The memo, and what it implies

Not only has the damning memo been released (Francis Turner blogs here at length on what it implies), but now the “lost” text messages between FBI agent Peter Strzok and his lover have been recovered.

A journalist at Forbes published a timeline, which now seems to have been memory-holed by the paper [UPDATE: seems it is back]— but a cached copy is available here. Mollie Ziegler Hemingway weighs in here: NEW: Criminal Referral Confirms Nunes Memo’s Explosive Claims Of FISA Abuse.

What emerges is something that makes Nixon look like a naughty boy in comparison, and Watergate a schoolyard prank. (See also this, h/t masgramondou.)

In this context, the conspiratorial-sounding term “deep state” is often uttered, even by people as level-headed as Instapundit. Does this refer to some mysterious, nefarious, octopus-like conspiracy at the heart of the federal government? No, it is merely the current US term for a phenomenon with which Europeans (particularly the French) are intimately familiar: the “permanent bureaucracy” of career civil servants. Governments come and go, and the unelected permanent bureaucracy stays in place.

In an ideal world, the professionalism of longtime civil servants should act as a moderating factor and ‘sanity check’ on the less well-considered ideas of elected officials, as well as stop power-grabbing overreach on their part. In the real world, at least as far back as Plato, one faces the question most pithily asked by Juvenal: “who watches the watchmen themselves?”

My contempt for the loser in the 2016 electoral campaign is bottomless: she seems to have all the moral restraint of Lucretia Borgia combined with a peerless capacity for self-pity (read this serialized fisking of her book if you have a strong stomach). In contrast, I am at least willing to entertain the notion that the FBI agents desperate to exonerate her, and find fault with Trump, had sincerely convinced themselves that they were trying to save the Republic from a disaster. There is of course, paraphrasing C. S. Lewis, no worse tyrant than one who sincerely believes his actions are for your own good.
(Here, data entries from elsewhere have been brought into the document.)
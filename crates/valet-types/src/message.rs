//! Persisted conversation log entry.

use chrono::{DateTime, Utc};
use serde::{Deserialize, Serialize};

use crate::llm::{Message, MessageRole};

/// A row in the conversation log.
///
/// Messages are immutable once written. `id` is assigned by the store at
/// insertion, strictly increasing, and is the sole ordering authority;
/// `created_at` is informational only.
#[derive(Debug, Clone, Serialize, Deserialize)]
pub struct StoredMessage {
    pub id: i64,
    pub role: MessageRole,
    pub content: String,
    pub created_at: DateTime<Utc>,
}

impl From<StoredMessage> for Message {
    fn from(stored: StoredMessage) -> Self {
        Message {
            role: stored.role,
            content: stored.content,
        }
    }
}

#[cfg(test)]
mod tests {
    use super::*;

    #[test]
    fn test_stored_message_to_wire_message_drops_storage_fields() {
        let stored = StoredMessage {
            id: 42,
            role: MessageRole::User,
            content: "remind me to water the plants".to_string(),
            created_at: Utc::now(),
        };
        let wire: Message = stored.into();
        assert_eq!(wire.role, MessageRole::User);
        assert_eq!(wire.content, "remind me to water the plants");
        let json = serde_json::to_string(&wire).unwrap();
        assert!(!json.contains("\"id\""));
        assert!(!json.contains("created_at"));
    }
}
//! Application state wiring the service to its concrete implementations.
//!
//! `ChatService` is generic over repository/provider traits; AppState pins
//! it to the SQLite repository and the OpenAI provider.

use std::sync::Arc;

use secrecy::ExposeSecret;

use valet_core::chat::service::ChatService;
use valet_infra::llm::openai::OpenAiProvider;
use valet_infra::sqlite::message::SqliteMessageRepository;
use valet_infra::sqlite::pool::{database_url, DatabasePool};
use valet_types::config::AppConfig;

/// Concrete type alias for the service generics pinned to infra implementations.
pub type ConcreteChatService = ChatService<SqliteMessageRepository, OpenAiProvider>;

/// Shared application state handed to every request handler.
#[derive(Clone)]
pub struct AppState {
    pub chat_service: Arc<ConcreteChatService>,
}

impl AppState {
    /// Initialize the application state: open the database, wire the service.
    ///
    /// Fails (and the process does not start) if the store cannot be
    /// opened or migrated.
    pub async fn init(config: &AppConfig) -> anyhow::Result<Self> {
        let db_pool = DatabasePool::new(&database_url(&config.database)).await?;
        let repository = SqliteMessageRepository::new(db_pool);

        let api_key = config.openai_api_key.expose_secret();
        let provider = match &config.base_url {
            Some(base_url) => OpenAiProvider::with_base_url(api_key, &config.model, base_url),
            None => OpenAiProvider::openai(api_key, &config.model),
        };

        let chat_service = ChatService::new(
            repository,
            provider,
            config.model.clone(),
            config.max_history,
        );

        Ok(Self {
            chat_service: Arc::new(chat_service),
        })
    }
}
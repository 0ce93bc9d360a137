//! Application error type mapping to HTTP status codes.
//!
//! The wire format is a flat `{"error": "..."}` object: 400 for an empty
//! message, 503 when the store is unavailable, 500 when the completion
//! service fails.

use axum::http::StatusCode;
use axum::response::{IntoResponse, Response};
use axum::Json;
use serde_json::json;

use valet_types::error::ChatError;

/// Application-level error that maps to HTTP responses.
#[derive(Debug)]
pub struct AppError(ChatError);

impl From<ChatError> for AppError {
    fn from(e: ChatError) -> Self {
        AppError(e)
    }
}

impl IntoResponse for AppError {
    fn into_response(self) -> Response {
        let (status, message) = match &self.0 {
            ChatError::EmptyMessage => {
                (StatusCode::BAD_REQUEST, "No message provided.".to_string())
            }
            ChatError::Storage(e) => (
                StatusCode::SERVICE_UNAVAILABLE,
                format!("Conversation store unavailable: {e}"),
            ),
            ChatError::Completion(e) => (
                StatusCode::INTERNAL_SERVER_ERROR,
                format!("Error contacting language model: {e}"),
            ),
        };

        (status, Json(json!({ "error": message }))).into_response()
    }
}
//! Conversation store port.

pub mod repository;
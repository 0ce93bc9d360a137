//! Chat service orchestrating message persistence and completion calls.
//!
//! Turns one inbound user message into one assistant reply, with memory
//! continuity: persist the user turn, assemble a bounded context window,
//! delegate to the completion provider, persist and return the reply.

use tracing::{debug, warn};

use valet_types::error::ChatError;
use valet_types::llm::{CompletionRequest, Message, MessageRole};
use valet_types::message::StoredMessage;

use crate::llm::provider::CompletionProvider;
use crate::memory::repository::MessageRepository;

/// Fixed assistant persona sent as the first message of every request.
const SYSTEM_PROMPT: &str = "You are a helpful personal assistant for a user. \
    Be concise, polite, and ask clarifying questions only if absolutely necessary. \
    Your responses should be actionable and safe.";

/// Bounded output length per completion.
const MAX_COMPLETION_TOKENS: u32 = 500;

/// Near-deterministic generation.
const TEMPERATURE: f64 = 0.2;

/// Orchestrates the chat request lifecycle.
///
/// Generic over `MessageRepository` and `CompletionProvider` to maintain
/// clean architecture (valet-core never depends on valet-infra).
pub struct ChatService<R: MessageRepository, P: CompletionProvider> {
    repository: R,
    provider: P,
    model: String,
    max_history: u32,
}

impl<R: MessageRepository, P: CompletionProvider> ChatService<R, P> {
    /// Create a new chat service with the given repository and provider.
    pub fn new(repository: R, provider: P, model: String, max_history: u32) -> Self {
        Self {
            repository,
            provider,
            model,
            max_history,
        }
    }

    /// Handle one inbound user message and return the assistant reply.
    ///
    /// The user message is persisted before the provider is called, so a
    /// failed completion leaves an unanswered user row behind. Provider
    /// errors are returned to the caller and are never written to the
    /// conversation log.
    pub async fn handle_chat(&self, user_message: &str) -> Result<String, ChatError> {
        let trimmed = user_message.trim();
        if trimmed.is_empty() {
            return Err(ChatError::EmptyMessage);
        }

        self.repository.append(MessageRole::User, trimmed).await?;

        // The window is fetched after the insert, so it already ends with
        // the row just written; the current message is still appended as
        // the explicit final entry, matching the documented request shape.
        let history = self.repository.recent_history(self.max_history).await?;

        let mut messages = Vec::with_capacity(history.len() + 2);
        messages.push(Message {
            role: MessageRole::System,
            content: SYSTEM_PROMPT.to_string(),
        });
        messages.extend(history.into_iter().map(Message::from));
        messages.push(Message {
            role: MessageRole::User,
            content: trimmed.to_string(),
        });

        let request = CompletionRequest {
            model: self.model.clone(),
            messages,
            max_tokens: MAX_COMPLETION_TOKENS,
            temperature: Some(TEMPERATURE),
        };

        debug!(
            provider = self.provider.name(),
            model = %request.model,
            context_messages = request.messages.len(),
            "requesting completion"
        );

        let response = match self.provider.complete(&request).await {
            Ok(response) => response,
            Err(err) => {
                warn!(
                    provider = self.provider.name(),
                    error = %err,
                    "completion request failed; no assistant row written"
                );
                return Err(ChatError::Completion(err));
            }
        };

        let reply = response.content.trim().to_string();
        self.repository
            .append(MessageRole::Assistant, &reply)
            .await?;

        Ok(reply)
    }

    /// Return the recent conversation window, oldest first, for display.
    pub async fn history(&self) -> Result<Vec<StoredMessage>, ChatError> {
        Ok(self.repository.recent_history(self.max_history).await?)
    }
}
//! Application configuration.
//!
//! All runtime configuration is read once at startup into an immutable
//! [`AppConfig`] and passed into the components that need it. Request
//! handlers never read ambient environment state.

use std::path::PathBuf;

use secrecy::SecretString;

/// Default completion model identifier.
pub const DEFAULT_MODEL: &str = "gpt-4o-mini";
/// Default SQLite database path.
pub const DEFAULT_DATABASE: &str = "memory.db";
/// Default number of conversational turns included as context.
pub const DEFAULT_MAX_HISTORY: u32 = 8;
/// Default bind host.
pub const DEFAULT_HOST: &str = "0.0.0.0";
/// Default bind port.
pub const DEFAULT_PORT: u16 = 5000;
/// Default static asset directory served at `/`.
pub const DEFAULT_WEB_DIR: &str = "frontend";

/// Immutable application configuration, constructed at startup.
///
/// Built from the environment by `valet_infra::config::load_config`.
#[derive(Debug, Clone)]
pub struct AppConfig {
    /// OpenAI API key. Required; the process does not start without it.
    pub openai_api_key: SecretString,
    /// Completion model identifier.
    pub model: String,
    /// Optional completion endpoint override (OpenAI-compatible gateways,
    /// mock servers in tests).
    pub base_url: Option<String>,
    /// SQLite database file path.
    pub database: PathBuf,
    /// How many past turns to include as context.
    pub max_history: u32,
    /// HTTP bind host.
    pub host: String,
    /// HTTP bind port.
    pub port: u16,
    /// Directory of front-end assets served at `/`, if it exists.
    pub web_dir: PathBuf,
}
//! Environment configuration loader for Valet.
//!
//! Builds the immutable [`AppConfig`] once at startup. A missing API key or
//! an unparseable numeric variable is a fatal startup error; everything
//! else falls back to its default.

use std::path::PathBuf;

use secrecy::SecretString;

use valet_types::config::{
    AppConfig, DEFAULT_DATABASE, DEFAULT_HOST, DEFAULT_MAX_HISTORY, DEFAULT_MODEL, DEFAULT_PORT,
    DEFAULT_WEB_DIR,
};
use valet_types::error::ConfigError;

/// Load configuration from the process environment.
pub fn load_config() -> Result<AppConfig, ConfigError> {
    load_config_from(|name| std::env::var(name).ok())
}

/// Load configuration from an arbitrary variable lookup.
///
/// The lookup is injected so tests can exercise the loader without
/// mutating process-wide environment state.
pub fn load_config_from(
    get: impl Fn(&str) -> Option<String>,
) -> Result<AppConfig, ConfigError> {
    let openai_api_key = get("OPENAI_API_KEY")
        .filter(|v| !v.trim().is_empty())
        .map(SecretString::from)
        .ok_or(ConfigError::Missing("OPENAI_API_KEY"))?;

    let model = get("OPENAI_MODEL").unwrap_or_else(|| DEFAULT_MODEL.to_string());
    let base_url = get("OPENAI_BASE_URL");

    let database = get("MEMORY_DB")
        .map(PathBuf::from)
        .unwrap_or_else(|| PathBuf::from(DEFAULT_DATABASE));

    let max_history = parse_or_default(&get, "MAX_HISTORY", DEFAULT_MAX_HISTORY)?;
    let host = get("VALET_HOST").unwrap_or_else(|| DEFAULT_HOST.to_string());
    let port = parse_or_default(&get, "VALET_PORT", DEFAULT_PORT)?;

    let web_dir = get("VALET_WEB_DIR")
        .map(PathBuf::from)
        .unwrap_or_else(|| PathBuf::from(DEFAULT_WEB_DIR));

    Ok(AppConfig {
        openai_api_key,
        model,
        base_url,
        database,
        max_history,
        host,
        port,
        web_dir,
    })
}

fn parse_or_default<T: std::str::FromStr>(
    get: &impl Fn(&str) -> Option<String>,
    name: &'static str,
    default: T,
) -> Result<T, ConfigError>
where
    T::Err: std::fmt::Display,
{
    match get(name) {
        None => Ok(default),
        Some(raw) => raw.parse().map_err(|e: T::Err| ConfigError::Invalid {
            name,
            reason: e.to_string(),
        }),
    }
}
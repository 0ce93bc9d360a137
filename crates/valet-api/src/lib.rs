//! HTTP application layer for Valet.
//!
//! Exposes the router and application state so integration tests can drive
//! the full request path; the `valet` binary in `main.rs` is a thin shell
//! over these.

pub mod http;
pub mod state;
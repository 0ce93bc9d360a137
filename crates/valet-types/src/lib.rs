//! Shared domain types for Valet.
//!
//! This crate contains the core domain types used across the Valet backend:
//! stored messages, completion request/response shapes, configuration, and
//! their associated error types.
//!
//! Zero infrastructure dependencies -- only serde, chrono, thiserror, secrecy.

pub mod config;
pub mod error;
pub mod llm;
pub mod message;
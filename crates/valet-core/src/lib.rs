//! Business logic and repository trait definitions for Valet.
//!
//! This crate defines the "ports" (the conversation store and completion
//! provider traits) that the infrastructure layer implements. It depends
//! only on `valet-types` -- never on `valet-infra` or any database/IO crate.

pub mod chat;
pub mod llm;
pub mod memory;
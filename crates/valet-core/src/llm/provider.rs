//! CompletionProvider trait definition.
//!
//! The completion service is an opaque synchronous request/response
//! dependency: one request, one reply or one error. No streaming.

use valet_types::llm::{CompletionRequest, CompletionResponse, LlmError};

/// Trait for completion-service backends.
///
/// Uses native async fn in traits (RPITIT, Rust 2024 edition).
/// Implementations live in valet-infra (e.g., `OpenAiProvider`).
pub trait CompletionProvider: Send + Sync {
    /// Human-readable provider name (e.g., "openai").
    fn name(&self) -> &str;

    /// Send a completion request and receive the full response.
    ///
    /// Single attempt: implementations must not retry internally.
    fn complete(
        &self,
        request: &CompletionRequest,
    ) -> impl std::future::Future<Output = Result<CompletionResponse, LlmError>> + Send;
}
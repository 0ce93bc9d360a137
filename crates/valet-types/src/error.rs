use thiserror::Error;

use crate::llm::LlmError;

/// Errors from repository operations (used by trait definitions in valet-core).
#[derive(Debug, Error)]
pub enum RepositoryError {
    #[error("database connection error")]
    Connection,

    #[error("query error: {0}")]
    Query(String),
}

/// Errors from the chat orchestrator.
#[derive(Debug, Error)]
pub enum ChatError {
    #[error("no message provided")]
    EmptyMessage,

    #[error("storage error: {0}")]
    Storage(#[from] RepositoryError),

    #[error("completion service error: {0}")]
    Completion(#[from] LlmError),
}

/// Errors constructing the application configuration at startup. Fatal.
#[derive(Debug, Error)]
pub enum ConfigError {
    #[error("environment variable {0} is not set")]
    Missing(&'static str),

    #[error("environment variable {name} is invalid: {reason}")]
    Invalid { name: &'static str, reason: String },
}
//! Valet REST API entry point.
//!
//! Reads configuration from the environment, opens the conversation store,
//! and serves the chat API. Fails fast when `OPENAI_API_KEY` is absent or
//! the store cannot be opened.

use tracing_subscriber::EnvFilter;

use valet_api::http::router::build_router;
use valet_api::state::AppState;

#[tokio::main]
async fn main() -> anyhow::Result<()> {
    tracing_subscriber::fmt()
        .with_env_filter(
            EnvFilter::try_from_default_env()
                .unwrap_or_else(|_| EnvFilter::new("valet=info,tower_http=warn")),
        )
        .with_target(false)
        .init();

    let config = valet_infra::config::load_config()?;
    let state = AppState::init(&config).await?;
    let router = build_router(state, &config.web_dir);

    let addr = format!("{}:{}", config.host, config.port);
    let listener = tokio::net::TcpListener::bind(&addr).await?;
    tracing::info!(%addr, model = %config.model, "valet listening");
    axum::serve(listener, router).await?;

    Ok(())
}
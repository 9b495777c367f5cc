//! Builds one exporter per configured source.

use eyre::Context as _;
use rtsl_exporter_collector::{
    Account,
    AccountRegistry,
    AlphaSms,
    Collector,
    Credential,
    Dhis2,
    Exporter,
    Orchestrator,
    SendGrid,
    Source,
    SourceClient,
    SourceKind,
};
use rtsl_exporter_config::{
    ApiKeyAccount,
    Config,
};
use std::sync::Arc;

/// Sources without accounts get no exporter.
pub fn build_exporters(config: &Config) -> eyre::Result<Vec<Arc<dyn Collector>>> {
    let sendgrid = match &config.source(SourceKind::SendGrid).base_url {
        Some(url) => SendGrid::with_base_url(url.as_str()),
        None => SendGrid::new(),
    };
    let alphasms = match &config.source(SourceKind::AlphaSms).base_url {
        Some(url) => AlphaSms::with_base_url(url.as_str()),
        None => AlphaSms::new(),
    };

    let sources = [
        (client(config, sendgrid), api_key_accounts(&config.sendgrid_accounts)),
        (client(config, alphasms), api_key_accounts(&config.alphasms_accounts())),
        (client(config, Dhis2::new()), dhis2_accounts(config)),
    ];

    let mut exporters: Vec<Arc<dyn Collector>> = Vec::new();
    for (client, accounts) in sources {
        let kind = client.kind();
        if accounts.is_empty() {
            debug!(source = %kind, "No accounts configured, skipping");
            continue;
        }
        let registry =
            AccountRegistry::new(accounts).wrap_err_with(|| format!("Invalid {kind} account configuration"))?;
        info!(
            source = %kind,
            accounts = registry.len(),
            timeout_ms = client.timeout().as_millis() as u64,
            "Exporter ready"
        );
        exporters.push(Arc::new(Exporter::new(Orchestrator::new(client, registry))));
    }
    Ok(exporters)
}

fn client(config: &Config, source: impl Source) -> SourceClient {
    let client = SourceClient::new(source);
    match config.timeout_for(client.kind()) {
        Some(timeout) => client.with_timeout(timeout),
        None => client,
    }
}

fn api_key_accounts(accounts: &[ApiKeyAccount]) -> Vec<Account> {
    accounts
        .iter()
        .map(|account| {
            Account::new(&account.account_name, Credential::token(&account.api_key))
                .with_time_zone(account.time_zone.as_deref())
        })
        .collect()
}

fn dhis2_accounts(config: &Config) -> Vec<Account> {
    config
        .dhis2_endpoints
        .iter()
        .map(|endpoint| {
            Account::new(endpoint.account_name(), Credential::basic(&endpoint.username, &endpoint.password))
                .with_endpoint(&endpoint.base_url)
        })
        .collect()
}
The career civil service bureaucracy in France is notoriously incestuous, with such a large percentage of senior civil servants being graduates of just one academy, the ENA (National Administration School) that some French quip about being ruled by “l’ENArquie”. The ENA is one of France’s élite “Great Schools” that inhabit the tier above mere ‘universités’ in that country’s peculiar system. Its students are a truly elite crowd selected by standardized exams graded anonymously (and hence free of favoritism and reverse discrimination). However, this quasi-Mandarin monoculture ensures a homogeneity in outlook, and only exacerbates the natural tendency of any governing elite to conflate its own collective self-interest with the interest of the nation.

Their American counterparts are a good deal less of an elite, and a good deal more of a ‘credentialed gentry’, to use Angelo Codevilla’s term. Yet they are at least as cocksure as their French counterpart, and at least as averse to an outsider ‘not one of us’ upsetting the applecart. It is, therefore, no surprise that Clinton, Inc. and the Chicago machine behind Obama would have found willing accomplices.

Nobody in their right mind would want to go back entirely to the ‘spoils system’. And there are still people working in the Federal apparatus that it is a privilege to know and who are both highly competent and dedicated to their country.  It is, however, well past time for a thorough housecleaning. It is even more past time for those politicians who suborned elements—all the way to the top—in the country’s highest law enforcement authority to be called out, disgraced, and ostracized from political life forever. I used to dismiss the characterization of the Democrat Party as “a legalized crime syndicate” as irresponsible hyperbole. Used to being the operative word. Now I wonder instead: if it really were one, what would they be doing differently?

 

UPDATE: Welcome, Instapundit readers!

UPDATE 2: More from Mollie Ziegler H.: How the media buried two FBI stories yesterday. “Where journalistic instincts go to die”, indeed.

7 thoughts on “The memo, and what it implies

  1. Democrat Party NOT RICO?
    OK, so the “O” for Organized is weak, but the rest fits. Hillay and the Clinton Foundation? Chicago, Boston, New Your? The Welfare Industrial State? Gov Unions and Prevailing Wage?

  2. The conspirators truly believe that Republicans are evil and Trump in particular is an especially vile example of the species. They believe to this day that they were doing the right thing. Sure, they might have cut a few corners and bent a few rules, but they thought they were serving their country. That their country’s interests and the personal interests of the Clintons happen to be the same, as they often are, is just a happy coincidence.

  3. Hi,

    If we can’t (or shouldn’t) go back to the ‘spoils system’, what structure can we put in place that will prevent this in the future? I’m thinking along the lines of what Constitutional Amendment can be created?

    • No Constitutional Amendment needed, just throw the book at the guilty parties and send them into the federal penitentiary general population for a decade or ten and presto!, problem solved (or at least greatly minimized).